Segment Start: RECORDED INFORMATION

//! maker_conn - Immutable connection values and compiled filter pipelines
//!
//! A request and the response being built for it live in one value, the
//! [`Conn`]. Every operation takes the connection and returns a new one, so
//! handlers are plain functions `Conn -> ConnResult` that compose with `?`.
//! Applications put a list of [`Filter`]s in front of an endpoint and
//! compile it once into a single call chain.
//!
//! # Features
//!
//! - **Lazy request aspects** - headers, params, cookies, body and session are
//!   fetched on demand with [`Conn::fetch`]; reading one before fetching it is
//!   an [`UnfetchedError`] naming the aspect
//! - **Response state machine** - `Unset`, `Set`, `Chunked`, `Sent`, with
//!   `before_send` hooks and cookie handling
//! - **Path forwarding** - mount applications under a prefix with
//!   [`Conn::forward_to`] and [`App::forward`]
//! - **Compiled filters** - prepare, service and finalize steps resolved
//!   from code or from a [TOML config](config)
//! - **Two adapters, one behaviour** - the [`HttpAdapter`](adapter::http::HttpAdapter)
//!   speaks HTTP/1.x over any byte stream and the [test adapter](test)
//!   records what would have been sent
//!
//! # Examples
//!
//! Quick start:
//! ```
//! use maker_conn::{test, App, Conn, ConnResult, FilterRegistry};
//!
//! fn greet(conn: Conn) -> ConnResult {
//!     let name = match conn.path_segments() {
//!         [hello, name] if hello == "hello" => Some(name.clone()),
//!         _ => None,
//!     };
//!
//!     match name {
//!         Some(name) => conn
//!             .put_resp_content_type("text/plain")
//!             .send(200_u16, format!("Hello, {name}!")),
//!         None => conn.send(404_u16, "not found"),
//!     }
//! }
//!
//! let app = App::builder("greeter")
//!     .filter("head")
//!     .filter("request_log")
//!     .endpoint(greet)
//!     .build(&FilterRegistry::with_defaults())
//!     .unwrap();
//!
//! let conn = app.handle(test::req("GET", "/hello/world", ""));
//! let sent = test::sent(&conn).unwrap();
//!
//! assert_eq!(sent.status, 200);
//! assert_eq!(sent.header("content-type"), Some("text/plain; charset=utf-8"));
//! assert_eq!(sent.body, "Hello, world!");
//! ```
//! A filter of your own:
//! ```
//! use maker_conn::{test, App, Capabilities, Conn, ConnResult, Filter, FilterRegistry, FilterSpec};
//!
//! struct PoweredBy;
//!
//! impl Filter for PoweredBy {
//!     fn capabilities(&self) -> Capabilities {
//!         Capabilities::PREPARE
//!     }
//!
//!     fn prepare(&self, conn: Conn) -> ConnResult {
//!         Ok(conn.set_resp_header("x-powered-by", "maker_conn"))
//!     }
//! }
//!
//! let app = App::builder("site")
//!     .filter(FilterSpec::instance("powered_by", PoweredBy))
//!     .endpoint(|conn: Conn| conn.send(204_u16, ""))
//!     .build(&FilterRegistry::new())
//!     .unwrap();
//!
//! let conn = app.handle(test::req("GET", "/", ""));
//! assert_eq!(test::sent(&conn).unwrap().header("x-powered-by"), Some("maker_conn"));
//! ```
//!
//! # Errors
//!
//! Handlers return [`ConnResult`]. [`App::handle`] is the error boundary:
//! it logs the failure through `tracing` and answers `500` when nothing was
//! delivered yet. Problems in the filter list are [`FilterError`]s reported
//! by [`AppBuilder::build`], before any request is served.

pub mod http {
    pub mod cookies;
    pub(crate) mod multipart;
    pub mod params;
    pub mod query;
    pub mod types;
    pub mod wire;
}
pub(crate) mod conn {
    pub mod fetch;
    pub mod path;
    pub mod response;
    pub mod session;
    pub mod value;
}
pub mod adapter {
    pub mod http;
    pub mod test;
    mod traits;

    pub use traits::Adapter;
}
pub mod filters {
    pub(crate) mod compiler;
    mod filter;
    mod head;
    mod registry;
    mod request_log;
    mod session;

    pub use self::{
        filter::{Capabilities, Filter, FilterMatch, FilterSpec, Next},
        head::Head,
        registry::{FilterFactory, FilterRegistry},
        request_log::{LogLevel, RequestLog},
        session::SessionFilter,
    };
}
pub mod app;
pub mod config;
pub(crate) mod errors;
pub mod hibernate;
pub mod limits;
pub mod templates;

pub use crate::{
    adapter::test,
    app::{App, AppBuilder, Endpoint},
    conn::{
        fetch::Aspect,
        response::{RespCookie, State},
        session::{Session, SessionData, SessionStore},
        value::{Assigns, BeforeSend, Conn},
    },
    errors::{ConfigError, ConnError, ConnResult, FilterError, TemplateNotFound, UnfetchedError},
    filters::{Capabilities, Filter, FilterMatch, FilterRegistry, FilterSpec, Next, SessionFilter},
    http::{
        cookies::CookieOptions,
        params::{Param, Params, UploadedFile},
        query,
        types::{HeaderMap, StatusCode, Version},
    },
};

Segment End: RECORDED INFORMATION

WORK TASK: Where a line of the records contains the word "crate", copy that line.

ANSWER SPACE:
    pub(crate) mod multipart;
pub(crate) mod conn {
    pub(crate) mod compiler;
pub(crate) mod errors;
pub use crate::{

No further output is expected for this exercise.